Dans un rapport paru le 31 mai, l’ONG Amnesty International a recensé 683 mesures individuelles d’interdiction de séjour, prises entre novembre 2015 et début mai 2017, dont 574 pendant le mouvement contre la loi El Khomri. La pratique est devenue courante. D’après les derniers chiffres communiqués par l’Assemblée nationale, chargée du contrôle parlementaire de l’état d’urgence, 46 arrêtés d’interdiction ont été pris depuis la dernière prorogation, le 19 décembre.
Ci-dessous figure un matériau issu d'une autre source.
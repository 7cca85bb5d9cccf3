//! In-process channel simulator for peerfile unit and integration testing.
//!
//! [`LinkSimTransport`] builds connected [`peerfile_domain::Channel`] pairs
//! using tokio channels instead of real sockets. [`LinkSimConfig`] controls
//! injected impairments:
//!
//! - Backpressure high-water mark (unread bytes per direction)
//! - Bandwidth cap (token bucket on delivery)
//! - Scripted disconnect after N messages
//!
//! Delivery is always ordered, reliable and boundary-preserving, which is
//! the contract the transfer core relies on.
//!
//! # Quick start
//!
//! ```rust
//! use peerfile_link_sim::{LinkSimConfig, LinkSimTransport};
//!
//! let pair = LinkSimTransport::new(LinkSimConfig::congested()).connected_pair();
//! pair.control.disconnect();
//! ```

mod channel;
mod config;
mod link;
mod transport;

// --- public API
pub use config::LinkSimConfig;
pub use link::{LinkSimControl, LinkSimPair};
pub use transport::LinkSimTransport;

pub(crate) use channel::{LinkSimRx, LinkSimTx};
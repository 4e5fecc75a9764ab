//! Endpoint addressing for the food API. Requests themselves go through
//! `crux_http`; this module only decides where they go and tags them.

use serde::{Deserialize, Serialize};
use thiserror::Error;
use url::Url;

pub const MAX_URL_LENGTH: usize = 2048;
pub const DEFAULT_BASE_URL: &str = "http://localhost:3333/";
pub const REQUEST_ID_HEADER: &str = "X-Request-Id";

/// Outcome of a `crux_http` call whose body was decoded as `T`.
pub type HttpResult<T> = crux_http::Result<crux_http::Response<T>>;

#[derive(Debug, Clone, Error, Serialize, Deserialize, PartialEq, Eq)]
pub enum UrlError {
    #[error("invalid URL '{url}': {reason}")]
    Invalid { url: String, reason: String },
}

/// Fresh correlation id for the `X-Request-Id` header.
#[must_use]
pub fn new_request_id() -> String {
    uuid::Uuid::new_v4().to_string()
}

/// Absolute http(s) URL. Credentials embedded in the URL are rejected.
#[derive(Debug, Clone, PartialEq, Eq, Hash, Serialize, Deserialize)]
pub struct ValidatedUrl {
    url: String,
    scheme: String,
    host: String,
}

impl ValidatedUrl {
    pub fn new(url: impl Into<String>) -> Result<Self, UrlError> {
        let url = url.into();
        let trimmed = url.trim();

        if trimmed.is_empty() {
            return Err(UrlError::Invalid {
                url: String::new(),
                reason: "URL cannot be empty".to_string(),
            });
        }

        if trimmed.len() > MAX_URL_LENGTH {
            return Err(UrlError::Invalid {
                url: Self::truncate_url(trimmed),
                reason: format!("URL exceeds maximum length of {MAX_URL_LENGTH} bytes"),
            });
        }

        let parsed = Url::parse(trimmed).map_err(|e| UrlError::Invalid {
            url: Self::truncate_url(trimmed),
            reason: e.to_string(),
        })?;

        Self::from_parsed(&parsed)
    }

    fn from_parsed(parsed: &Url) -> Result<Self, UrlError> {
        let scheme = parsed.scheme().to_lowercase();
        if scheme != "http" && scheme != "https" {
            return Err(UrlError::Invalid {
                url: Self::truncate_url(parsed.as_str()),
                reason: format!("invalid scheme '{scheme}', only 'http' and 'https' are allowed"),
            });
        }

        let Some(host) = parsed.host_str() else {
            return Err(UrlError::Invalid {
                url: Self::truncate_url(parsed.as_str()),
                reason: "URL must have a host".to_string(),
            });
        };

        if !parsed.username().is_empty() || parsed.password().is_some() {
            return Err(UrlError::Invalid {
                url: Self::truncate_url(parsed.as_str()),
                reason: "credentials in URL are not allowed".to_string(),
            });
        }

        Ok(Self {
            url: parsed.to_string(),
            scheme,
            host: host.to_lowercase(),
        })
    }

    /// Resolves an endpoint path such as `foods/42` against this URL, which
    /// is treated as a directory whether or not it ends in `/`.
    pub fn join(&self, path: &str) -> Result<Self, UrlError> {
        let mut base = self.url.clone();
        if !base.ends_with('/') {
            base.push('/');
        }

        let joined = Url::parse(&base)
            .and_then(|b| b.join(path.trim_start_matches('/')))
            .map_err(|e| UrlError::Invalid {
                url: Self::truncate_url(path),
                reason: e.to_string(),
            })?;

        Self::from_parsed(&joined)
    }

    pub fn as_str(&self) -> &str {
        &self.url
    }

    pub fn scheme(&self) -> &str {
        &self.scheme
    }

    pub fn host(&self) -> &str {
        &self.host
    }

    /// Path component, for matching requests in logs and tests.
    pub fn path(&self) -> &str {
        let after_scheme = self
            .url
            .find("://")
            .map_or(self.url.as_str(), |i| &self.url[i + 3..]);
        let path = after_scheme
            .find('/')
            .map_or("/", |i| &after_scheme[i..]);
        path.split(['?', '#']).next().unwrap_or(path)
    }

    fn truncate_url(url: &str) -> String {
        if url.len() <= 100 {
            url.to_string()
        } else {
            let cut = (0..=100).rev().find(|i| url.is_char_boundary(*i)).unwrap_or(0);
            format!("{}...", &url[..cut])
        }
    }
}

/// The local development API.
impl Default for ValidatedUrl {
    fn default() -> Self {
        Self {
            url: DEFAULT_BASE_URL.to_string(),
            scheme: "http".to_string(),
            host: "localhost".to_string(),
        }
    }
}

impl std::fmt::Display for ValidatedUrl {
    fn fmt(&self, f: &mut std::fmt::Formatter<'_>) -> std::fmt::Result {
        f.write_str(&self.url)
    }
}
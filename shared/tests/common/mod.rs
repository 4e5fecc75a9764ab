#![allow(dead_code)]

use crux_core::testing::AppTester;
use crux_core::Request;
use crux_http::protocol::{HttpRequest, HttpResponse, HttpResult};
use food_details::capabilities::NavigatorOperation;
use food_details::{App, Effect, Event, FoodId, Model};
use serde_json::{json, Value};

pub type Tester = AppTester<App, Effect>;

pub const FOOD_ID: FoodId = FoodId(42);

pub fn food_json(id: i64, price: f64, extras: &[(i64, &str, f64)]) -> Value {
    json!({
        "id": id,
        "name": "Ao molho",
        "description": "Macarrão ao molho branco, fughi e cheiro verde das montanhas.",
        "price": price,
        "image_url": "https://cdn.example.com/ao_molho.png",
        "thumbnail_url": "https://cdn.example.com/ao_molho_thumb.png",
        "category": 1,
        "extras": extras
            .iter()
            .map(|(id, name, value)| json!({ "id": id, "name": name, "value": value }))
            .collect::<Vec<_>>(),
    })
}

pub fn ok_json(value: &Value) -> HttpResult {
    HttpResult::Ok(HttpResponse::ok().json(value).build())
}

pub fn status(code: u16) -> HttpResult {
    HttpResult::Ok(HttpResponse::status(code).build())
}

pub fn header<'a>(request: &'a HttpRequest, name: &str) -> Option<&'a str> {
    request
        .headers
        .iter()
        .find(|h| h.name.eq_ignore_ascii_case(name))
        .map(|h| h.value.as_str())
}

pub fn http_requests(effects: Vec<Effect>) -> Vec<Request<HttpRequest>> {
    effects
        .into_iter()
        .filter_map(|effect| match effect {
            Effect::Http(request) => Some(request),
            _ => None,
        })
        .collect()
}

pub fn navigator_ops(effects: &[Effect]) -> Vec<NavigatorOperation> {
    effects
        .iter()
        .filter_map(|effect| match effect {
            Effect::Navigator(request) => Some(request.operation.clone()),
            _ => None,
        })
        .collect()
}

pub fn renders(effects: &[Effect]) -> bool {
    effects.iter().any(|e| matches!(e, Effect::Render(_)))
}

/// Resolves a shell request and feeds the resulting events back into the app,
/// returning every effect produced along the way.
pub fn resolve(
    app: &Tester,
    model: &mut Model,
    request: &mut Request<HttpRequest>,
    result: HttpResult,
) -> Vec<Effect> {
    let update = app.resolve(request, result).expect("an update");
    let mut effects = update.effects;
    for event in update.events {
        effects.extend(app.update(event, model).effects);
    }
    effects
}

pub struct Opened {
    pub food: Request<HttpRequest>,
    pub favorites: Request<HttpRequest>,
    pub effects: Vec<Effect>,
}

pub fn open(app: &Tester, model: &mut Model, food_id: FoodId) -> Opened {
    let update = app.update(Event::ScreenOpened { food_id }, model);

    let mut food = None;
    let mut favorites = None;
    let mut rest = Vec::new();
    for effect in update.effects {
        match effect {
            Effect::Http(request) if request.operation.url.ends_with("/favorites") => {
                favorites = Some(request);
            }
            Effect::Http(request) => food = Some(request),
            other => rest.push(other),
        }
    }

    Opened {
        food: food.expect("food request"),
        favorites: favorites.expect("favorites request"),
        effects: rest,
    }
}

/// Opens the screen and answers both initial loads, food first.
pub fn open_loaded(
    app: &Tester,
    model: &mut Model,
    food: &Value,
    favorites: &Value,
) -> Vec<Effect> {
    let id = FoodId(food["id"].as_i64().unwrap());
    let mut opened = open(app, model, id);
    let mut effects = resolve(app, model, &mut opened.food, ok_json(food));
    effects.extend(resolve(app, model, &mut opened.favorites, ok_json(favorites)));
    effects
}
use crux_core::capability::{Capability, CapabilityContext, Operation};
use serde::{Deserialize, Serialize};

/// Header icon colour used by the food screens.
pub const HEADER_ACCENT_COLOR: &str = "#FFB84D";
pub const HEADER_ICON_SIZE: u16 = 24;

#[derive(Debug, Clone, Copy, PartialEq, Eq, Serialize, Deserialize)]
#[serde(rename_all = "snake_case")]
pub enum Route {
    Orders,
}

/// Icon names as understood by the shell's material icon set.
#[derive(Debug, Clone, Copy, PartialEq, Eq, Serialize, Deserialize)]
pub enum FavoriteIcon {
    #[serde(rename = "favorite")]
    Filled,
    #[serde(rename = "favorite-border")]
    Outline,
}

impl FavoriteIcon {
    #[must_use]
    pub const fn for_flag(is_favorite: bool) -> Self {
        if is_favorite {
            Self::Filled
        } else {
            Self::Outline
        }
    }

    #[must_use]
    pub const fn name(self) -> &'static str {
        match self {
            Self::Filled => "favorite",
            Self::Outline => "favorite-border",
        }
    }
}

/// What the shell should send back when the header button is pressed.
#[derive(Debug, Clone, Copy, PartialEq, Eq, Serialize, Deserialize)]
#[serde(rename_all = "snake_case")]
pub enum HeaderPress {
    ToggleFavorite,
}

#[derive(Debug, Clone, PartialEq, Eq, Serialize, Deserialize)]
pub struct HeaderAction {
    pub icon: FavoriteIcon,
    pub size: u16,
    pub color: String,
    pub on_press: HeaderPress,
}

impl HeaderAction {
    #[must_use]
    pub fn favorite_toggle(is_favorite: bool) -> Self {
        Self {
            icon: FavoriteIcon::for_flag(is_favorite),
            size: HEADER_ICON_SIZE,
            color: HEADER_ACCENT_COLOR.to_string(),
            on_press: HeaderPress::ToggleFavorite,
        }
    }
}

#[derive(Debug, Clone, PartialEq, Eq, Serialize, Deserialize)]
#[serde(tag = "op", content = "data")]
pub enum NavigatorOperation {
    Navigate(Route),
    /// Replaces whatever header action the screen registered before.
    SetHeaderAction(HeaderAction),
}

impl Operation for NavigatorOperation {
    type Output = ();
}

/// Fire-and-forget requests to the shell's navigation chrome.
pub struct Navigator<Ev> {
    context: CapabilityContext<NavigatorOperation, Ev>,
}

impl<Ev> Capability<Ev> for Navigator<Ev> {
    type Operation = NavigatorOperation;
    type MappedSelf<MappedEv> = Navigator<MappedEv>;

    fn map_event<F, NewEv>(&self, f: F) -> Self::MappedSelf<NewEv>
    where
        F: Fn(NewEv) -> Ev + Send + Sync + 'static,
        Ev: 'static,
        NewEv: 'static + Send,
    {
        Navigator::new(self.context.map_event(f))
    }
}

impl<Ev> Navigator<Ev>
where
    Ev: 'static,
{
    pub fn new(context: CapabilityContext<NavigatorOperation, Ev>) -> Self {
        Self { context }
    }

    pub fn navigate(&self, route: Route) {
        self.notify(NavigatorOperation::Navigate(route));
    }

    pub fn set_header_action(&self, action: HeaderAction) {
        self.notify(NavigatorOperation::SetHeaderAction(action));
    }

    fn notify(&self, operation: NavigatorOperation) {
        let context = self.context.clone();
        self.context.spawn(async move {
            context.notify_shell(operation).await;
        });
    }
}
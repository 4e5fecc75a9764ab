//! Order totals and currency display.
//!
//! Amounts stay `Decimal` everywhere in the core; text only exists in the
//! view model.

use rust_decimal::prelude::*;
use serde::{Deserialize, Serialize};

use crate::model::{Extra, OrderQuantity};

/// Fraction digits shown for currency amounts.
pub const DECIMAL_PLACES: u32 = 2;

/// Largest unit price or extra value accepted from the API (1,000,000).
pub const MAX_PRICE: Decimal = Decimal::from_parts(1_000_000, 0, 0, false, 0);
/// Largest quantity of the food or of any single extra.
pub const MAX_QUANTITY: u32 = 9999;

/// Sum of `value * quantity` over all extras. Zero-quantity extras
/// contribute nothing; an empty slice yields zero. `None` on overflow.
pub fn extras_total(extras: &[Extra]) -> Option<Decimal> {
    extras.iter().try_fold(Decimal::ZERO, |acc, extra| {
        extra
            .value
            .checked_mul(Decimal::from(extra.quantity))
            .and_then(|line| acc.checked_add(line))
    })
}

/// `price * quantity + extras_total(extras)`, or `None` on overflow.
pub fn order_total(price: Decimal, quantity: OrderQuantity, extras: &[Extra]) -> Option<Decimal> {
    price
        .checked_mul(Decimal::from(quantity.get()))
        .and_then(|base| extras_total(extras).and_then(|e| base.checked_add(e)))
}

/// Locale rules for rendering an amount, e.g. `R$ 1.234,50`.
#[derive(Debug, Clone, PartialEq, Eq, Serialize, Deserialize)]
pub struct CurrencyFormat {
    pub symbol: String,
    pub thousands_separator: char,
    pub decimal_separator: char,
}

impl CurrencyFormat {
    #[must_use]
    pub fn brl() -> Self {
        Self {
            symbol: "R$".to_string(),
            thousands_separator: '.',
            decimal_separator: ',',
        }
    }

    #[must_use]
    pub fn usd() -> Self {
        Self {
            symbol: "$".to_string(),
            thousands_separator: ',',
            decimal_separator: '.',
        }
    }

    #[must_use]
    pub fn format(&self, amount: Decimal) -> String {
        let rounded =
            amount.round_dp_with_strategy(DECIMAL_PLACES, RoundingStrategy::MidpointAwayFromZero);
        let negative = rounded.is_sign_negative() && !rounded.is_zero();

        // `{:.2}` on a Decimal is exact, so splitting the text is safe here.
        let digits = format!("{:.2}", rounded.abs());
        let (whole, fraction) = digits.split_once('.').unwrap_or((digits.as_str(), "00"));

        let mut grouped = String::with_capacity(whole.len() + whole.len() / 3);
        for (i, ch) in whole.chars().enumerate() {
            if i > 0 && (whole.len() - i) % 3 == 0 {
                grouped.push(self.thousands_separator);
            }
            grouped.push(ch);
        }

        let sign = if negative { "-" } else { "" };
        format!(
            "{sign}{} {grouped}{}{fraction}",
            self.symbol, self.decimal_separator
        )
    }
}

impl Default for CurrencyFormat {
    fn default() -> Self {
        Self::brl()
    }
}
#[derive(Clone, Debug, Serialize, Deserialize, PartialEq)]
pub struct ExtraView {
    pub id: ExtraId,
    pub name: String,
    pub formatted_value: String,
    pub quantity: u32,
    pub can_decrement: bool,
}

#[derive(Clone, Debug, Serialize, Deserialize, PartialEq)]
pub struct UserFacingError {
    pub message: String,
    pub is_retryable: bool,
    pub error_code: String,
}

impl From<&AppError> for UserFacingError {
    fn from(e: &AppError) -> Self {
        Self {
            message: e.user_facing_message(),
            is_retryable: e.is_retryable(),
            error_code: e.code().to_string(),
        }
    }
}

#[derive(Clone, Debug, Serialize, Deserialize, PartialEq)]
pub struct ViewModel {
    pub state: ScreenState,
    pub food: Option<FoodView>,
    pub extras: Vec<ExtraView>,
    pub order_quantity: u32,
    pub can_decrement_order: bool,
    /// Formatted order total; absent until the food has loaded.
    pub total: Option<String>,
    pub is_favorite: bool,
    pub favorite_icon: capabilities::FavoriteIcon,
    pub favorite_toggle_pending: bool,
    pub can_finish_order: bool,
    pub error: Option<UserFacingError>,
}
Le Conseil constitutionnel s’est penché sur l’interdiction de séjour à la faveur d’une question prioritaire de constitutionnalité (QPC) déposée par les avocats Aïnoha Pascual et Raphaël Kempf. A l’origine du recours, un jeune homme âgé de 20 ans qui avait été interdit de manifester le 28 juin 2016 à Paris. Ses avocats ont rapporté que, quelques jours avant, aux abords d’une manifestation à laquelle il ne participait pas, il avait été contrôlé et fouillé par la police. Un couteau à beurre avait été retrouvé dans son sac, alors qu’il avait fait un pique-nique la veille, ce qui avait justifié une garde à vue et, ultérieurement, une interdiction de manifester.
Plus souvent, ce sont des personnes assimilées par les autorités à la gauche radicale qui ont été interdites de manifester, notamment à Paris, Rennes ou Nantes. Lors de l’audience au Conseil constitutionnel, le 29 mai, Me Pascual a dénoncé « une mesure éminemment politique » qui visait « de façon à peine voilée des opposants politiques ». Elle n’a en tout cas ciblé que de façon très marginale des personnes liées à la menace terroriste. D’ailleurs, dans le projet de loi antiterroriste du gouvernement, sa transposition dans le droit commun n’est pas prévue.
Si les pourfendeurs de l’interdiction de séjour dénoncent un détournement de l’état d’urgence à des fins autres que la lutte antiterroriste, le Conseil constitutionnel ne se prononce pas sur cet aspect. La loi relative à l’état d’urgence ne limite pas la mise en œuvre de ses pouvoirs à la seule lutte antiterroriste et ce n’est pas le rôle du conseil de juger les intentions du législateur. L’institution veille au respect de la Constitution et, en l’espèce, à l’équilibre entre sauvegarde de l’ordre public et respect des libertés. Ainsi qu’elle le précise dans son communiqué, à travers sa décision, il invite à une restriction du champ d’application de la mesure « aux seuls troubles à l’ordre public ayant des conséquences sur le maintien de l’ordre et la sécurité en situation d’état d’urgence ».